======== MATERIAL FOR THE TASK

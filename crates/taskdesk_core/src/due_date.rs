//! Due-date references embedded in free-form task titles.
//!
//! Three formal patterns are recognized, tried in this order: slash dates
//! (`5/12`, `5/12/26`), weekday names (`wednesday`, `wed`) and month-day
//! pairs (`may 12`, `jan 5`). Informal words such as "tod" or "tomorrow" are
//! not part of the grammar.

use regex::Regex;
use std::ops::Range;
use std::sync::LazyLock;
use time::{Date, Duration, Month, OffsetDateTime, UtcOffset, Weekday};

const WEEKDAYS: [(&str, &str, Weekday); 7] = [
    ("sunday", "sun", Weekday::Sunday),
    ("monday", "mon", Weekday::Monday),
    ("tuesday", "tue", Weekday::Tuesday),
    ("wednesday", "wed", Weekday::Wednesday),
    ("thursday", "thu", Weekday::Thursday),
    ("friday", "fri", Weekday::Friday),
    ("saturday", "sat", Weekday::Saturday),
];

const MONTH_ABBREVIATIONS: [&str; 12] = [
    "jan", "feb", "mar", "apr", "may", "jun", "jul", "aug", "sep", "oct", "nov", "dec",
];

static SLASH_DATE_RE: LazyLock<Regex> = LazyLock::new(|| {
    Regex::new(r"([0-9]{1,2})/([0-9]{1,2})(?:/([0-9]{2,4}))?").expect("slash date pattern")
});

// Full names first, then abbreviations; within each pass Sunday comes first.
static WEEKDAY_RES: LazyLock<Vec<(Regex, Weekday)>> = LazyLock::new(|| {
    let full = WEEKDAYS.iter().map(|(name, _, day)| (*name, *day));
    let short = WEEKDAYS.iter().map(|(_, abbr, day)| (*abbr, *day));
    full.chain(short)
        .map(|(word, day)| {
            let re = Regex::new(&format!(r"(?i)\b{word}\b")).expect("weekday pattern");
            (re, day)
        })
        .collect()
});

static MONTH_DAY_RE: LazyLock<Regex> = LazyLock::new(|| {
    Regex::new(
        r"(?i)\b(jan|feb|mar|apr|may|jun|jul|aug|sep|oct|nov|dec|january|february|march|april|may|june|july|august|september|october|november|december)\s+([0-9]{1,2})\b",
    )
    .expect("month day pattern")
});

/// Result of a single extraction attempt.
///
/// `date` is set exactly when `matched_text` is non-empty.
#[derive(Debug, Clone, PartialEq, Eq, Default)]
pub struct DateMatch {
    pub date: Option<Date>,
    pub matched_text: String,
}

impl DateMatch {
    pub fn none() -> Self {
        Self::default()
    }

    fn found(date: Date, matched_text: &str) -> Self {
        Self {
            date: Some(date),
            matched_text: matched_text.to_lowercase(),
        }
    }
}

#[derive(Debug, Clone, PartialEq, Eq)]
pub struct Stripped {
    pub cleaned_text: String,
    pub due_date: Option<Date>,
}

pub fn local_offset() -> UtcOffset {
    UtcOffset::current_local_offset().unwrap_or(UtcOffset::UTC)
}

pub fn local_today() -> Date {
    OffsetDateTime::now_utc().to_offset(local_offset()).date()
}

/// Midnight of `date` in the local offset, the form due dates are stored in.
pub fn due_at_midnight(date: Date) -> OffsetDateTime {
    date.midnight().assume_offset(local_offset())
}

pub fn extract(text: &str) -> DateMatch {
    extract_on(text, local_today())
}

pub fn extract_on(text: &str, today: Date) -> DateMatch {
    match find_reference(text, today) {
        Some((date, span)) => DateMatch::found(date, &text[span]),
        None => DateMatch::none(),
    }
}

/// Date and byte span of the first recognized reference in `text`.
fn find_reference(text: &str, today: Date) -> Option<(Date, Range<usize>)> {
    if text.trim().is_empty() {
        return None;
    }

    slash_date(text, today)
        .or_else(|| weekday(text, today))
        .or_else(|| month_day(text, today))
}

pub fn strip_date_reference(text: &str) -> Stripped {
    strip_date_reference_on(text, local_today())
}

pub fn strip_date_reference_on(text: &str, today: Date) -> Stripped {
    match find_reference(text, today) {
        Some((date, span)) => {
            let mut cleaned = String::with_capacity(text.len() - span.len());
            cleaned.push_str(&text[..span.start]);
            cleaned.push_str(&text[span.end..]);
            Stripped {
                cleaned_text: cleaned.trim().to_string(),
                due_date: Some(date),
            }
        }
        None => Stripped {
            cleaned_text: text.to_string(),
            due_date: None,
        },
    }
}

fn slash_date(input: &str, today: Date) -> Option<(Date, Range<usize>)> {
    let captures = SLASH_DATE_RE.captures(input)?;
    let month = captures[1].parse::<i64>().ok()?;
    let day = captures[2].parse::<i64>().ok()?;
    let year = match captures.get(3) {
        Some(raw) => {
            let year = raw.as_str().parse::<i32>().ok()?;
            match year {
                0..=49 => year + 2000,
                50..=99 => year + 1900,
                _ => year,
            }
        }
        None => today.year(),
    };

    let date = rolled_date(year, month - 1, day)?;
    Some((date, captures.get(0)?.range()))
}

fn weekday(input: &str, today: Date) -> Option<(Date, Range<usize>)> {
    let (span, target) = WEEKDAY_RES
        .iter()
        .find_map(|(re, day)| re.find(input).map(|found| (found.range(), *day)))?;

    let current = i64::from(today.weekday().number_days_from_sunday());
    let wanted = i64::from(target.number_days_from_sunday());
    let date = today.checked_add(Duration::days((wanted - current).rem_euclid(7)))?;
    Some((date, span))
}

fn month_day(input: &str, today: Date) -> Option<(Date, Range<usize>)> {
    let captures = MONTH_DAY_RE.captures(input)?;
    let name = captures[1].to_ascii_lowercase();
    let month_index = MONTH_ABBREVIATIONS
        .iter()
        .position(|abbr| name.starts_with(abbr))?;
    let day = captures[2].parse::<i64>().ok()?;

    let current_index = usize::from(u8::from(today.month())) - 1;
    let year = if month_index < current_index {
        today.year() + 1
    } else {
        today.year()
    };

    let date = rolled_date(year, month_index as i64, day)?;
    Some((date, captures.get(0)?.range()))
}

/// Builds a date from a 0-based month and a 1-based day, carrying overflow
/// into the following months and years (13/1 is January of the next year,
/// 2/30 lands in March).
fn rolled_date(year: i32, month_index: i64, day: i64) -> Option<Date> {
    let months = i64::from(year) * 12 + month_index;
    let year = i32::try_from(months.div_euclid(12)).ok()?;
    let month = Month::try_from(u8::try_from(months.rem_euclid(12) + 1).ok()?).ok()?;
    let first = Date::from_calendar_date(year, month, 1).ok()?;
    first.checked_add(Duration::days(day - 1))
}

#[cfg(test)]
mod tests {
    use super::{DateMatch, extract_on, strip_date_reference_on};
    use time::macros::date;
    use time::{Date, Duration, Weekday};

    const WEEKDAY_WORDS: [(&str, Weekday); 14] = [
        ("sunday", Weekday::Sunday),
        ("monday", Weekday::Monday),
        ("tuesday", Weekday::Tuesday),
        ("wednesday", Weekday::Wednesday),
        ("thursday", Weekday::Thursday),
        ("friday", Weekday::Friday),
        ("saturday", Weekday::Saturday),
        ("sun", Weekday::Sunday),
        ("mon", Weekday::Monday),
        ("tue", Weekday::Tuesday),
        ("wed", Weekday::Wednesday),
        ("thu", Weekday::Thursday),
        ("fri", Weekday::Friday),
        ("sat", Weekday::Saturday),
    ];

    fn found(text: &str, today: Date) -> Date {
        extract_on(text, today)
            .date
            .unwrap_or_else(|| panic!("expected a date in {text:?}"))
    }

    #[test]
    fn slash_date_without_year_uses_current_year() {
        let today = date!(2026 - 10 - 19);
        let result = extract_on("dentist 5/12", today);

        assert_eq!(result.date, Some(date!(2026 - 05 - 12)));
        assert_eq!(result.matched_text, "5/12");
    }

    #[test]
    fn slash_date_two_digit_years_pivot_at_fifty() {
        let today = date!(2026 - 10 - 19);

        assert_eq!(found("5/12/49", today), date!(2049 - 05 - 12));
        assert_eq!(found("5/12/50", today), date!(1950 - 05 - 12));
        assert_eq!(found("5/12/99", today), date!(1999 - 05 - 12));
        assert_eq!(found("12/31/00", today), date!(2000 - 12 - 31));
        assert_eq!(found("1/2/2031", today), date!(2031 - 01 - 02));
    }

    #[test]
    fn slash_date_round_trips_every_month_and_day() {
        let today = date!(2026 - 10 - 19);
        let mut day = date!(2026 - 01 - 01);
        while day.year() == 2026 {
            let text = format!("{}/{}", u8::from(day.month()), day.day());
            assert_eq!(found(&text, today), day);
            day = day.next_day().unwrap();
        }
    }

    #[test]
    fn slash_date_rolls_over_out_of_range_parts() {
        let today = date!(2026 - 10 - 19);

        assert_eq!(found("13/1", today), date!(2027 - 01 - 01));
        assert_eq!(found("2/30/2026", today), date!(2026 - 03 - 02));
        assert_eq!(found("3/0/2026", today), date!(2026 - 02 - 28));
    }

    #[test]
    fn weekday_resolves_within_the_coming_week() {
        let mut today = date!(2026 - 10 - 18);
        for _ in 0..7 {
            for (word, weekday) in WEEKDAY_WORDS {
                let text = format!("meeting {word}");
                let result = found(&text, today);
                let offset = (result - today).whole_days();

                assert_eq!(result.weekday(), weekday, "{text} on {today}");
                assert!((0..=6).contains(&offset), "{text} on {today}");
                if today.weekday() == weekday {
                    assert_eq!(offset, 0, "{text} on {today}");
                }
            }
            today += Duration::days(1);
        }
    }

    #[test]
    fn weekday_match_is_case_insensitive_and_whole_word() {
        let monday = date!(2026 - 10 - 19);

        let result = extract_on("Standup WED", monday);
        assert_eq!(result.date, Some(date!(2026 - 10 - 21)));
        assert_eq!(result.matched_text, "wed");

        assert_eq!(extract_on("plan the wedding", monday), DateMatch::none());
    }

    #[test]
    fn full_weekday_names_win_over_abbreviations() {
        let monday = date!(2026 - 10 - 19);
        let result = extract_on("mon or friday", monday);

        assert_eq!(result.matched_text, "friday");
        assert_eq!(result.date, Some(date!(2026 - 10 - 23)));
    }

    #[test]
    fn month_day_uses_current_year_when_month_not_passed() {
        let today = date!(2026 - 05 - 20);

        assert_eq!(found("may 12", today), date!(2026 - 05 - 12));
        assert_eq!(found("Pay rent June 1", today), date!(2026 - 06 - 01));
        assert_eq!(found("january 15", date!(2026 - 01 - 02)), date!(2026 - 01 - 15));
    }

    #[test]
    fn month_day_rolls_elapsed_month_to_next_year() {
        let today = date!(2026 - 12 - 01);
        let result = extract_on("due jan 5", today);

        assert_eq!(result.date, Some(date!(2027 - 01 - 05)));
        assert_eq!(result.matched_text, "jan 5");
    }

    #[test]
    fn month_name_needs_a_day_number() {
        let today = date!(2026 - 10 - 19);

        assert_eq!(extract_on("marching band", today), DateMatch::none());
        assert_eq!(extract_on("may be later", today), DateMatch::none());
    }

    #[test]
    fn slash_date_takes_priority_over_weekday() {
        let today = date!(2026 - 10 - 19);
        let result = extract_on("wed 11/4", today);

        assert_eq!(result.date, Some(date!(2026 - 11 - 04)));
        assert_eq!(result.matched_text, "11/4");
    }

    #[test]
    fn weekday_takes_priority_over_month_day() {
        let monday = date!(2026 - 10 - 19);
        let result = extract_on("dec 3 or tue", monday);

        assert_eq!(result.matched_text, "tue");
    }

    #[test]
    fn informal_words_are_not_dates() {
        let today = date!(2026 - 10 - 19);

        for text in ["Buy groceries tod", "call back tom", "today", "tomorrow", ""] {
            let result = extract_on(text, today);
            assert_eq!(result, DateMatch::none(), "{text:?}");
        }
    }

    #[test]
    fn strip_removes_first_match_from_original_text() {
        let monday = date!(2026 - 10 - 19);
        let stripped = strip_date_reference_on("Call mom WED", monday);

        assert_eq!(stripped.cleaned_text, "Call mom");
        assert_eq!(stripped.due_date, Some(date!(2026 - 10 - 21)));
    }

    #[test]
    fn strip_cuts_the_matched_word_not_an_earlier_prefix() {
        let monday = date!(2026 - 10 - 19);
        let stripped = strip_date_reference_on("Wedding on wed", monday);

        assert_eq!(stripped.cleaned_text, "Wedding on");
        assert_eq!(stripped.due_date, Some(date!(2026 - 10 - 21)));
    }

    #[test]
    fn strip_keeps_surrounding_case_and_non_ascii_text() {
        let monday = date!(2026 - 10 - 19);
        let stripped = strip_date_reference_on("Überweisung Jan 5 prüfen", monday);

        assert_eq!(stripped.cleaned_text, "Überweisung  prüfen");
        assert_eq!(stripped.due_date, Some(date!(2027 - 01 - 05)));
    }

    #[test]
    fn strip_trims_after_removing_leading_reference() {
        let today = date!(2026 - 10 - 19);
        let stripped = strip_date_reference_on("  11/4 Renew passport ", today);

        assert_eq!(stripped.cleaned_text, "Renew passport");
        assert_eq!(stripped.due_date, Some(date!(2026 - 11 - 04)));
    }

    #[test]
    fn strip_without_match_returns_text_unchanged() {
        let today = date!(2026 - 10 - 19);
        let stripped = strip_date_reference_on(" Buy groceries tod ", today);

        assert_eq!(stripped.cleaned_text, " Buy groceries tod ");
        assert_eq!(stripped.due_date, None);
    }
}
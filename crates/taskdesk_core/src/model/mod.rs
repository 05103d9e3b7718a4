mod task;

pub use task::{StoreEnvelope, Subtask, Task, TaskGroup};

================

• **EXERCISE**
Go through the entries and copy each line holding the string "const".

• **ANSWER FOR THIS EXERCISE**
const WEEKDAYS: [(&str, &str, Weekday); 7] = [
const MONTH_ABBREVIATIONS: [&str; 12] = [
    const WEEKDAY_WORDS: [(&str, Weekday); 14] = [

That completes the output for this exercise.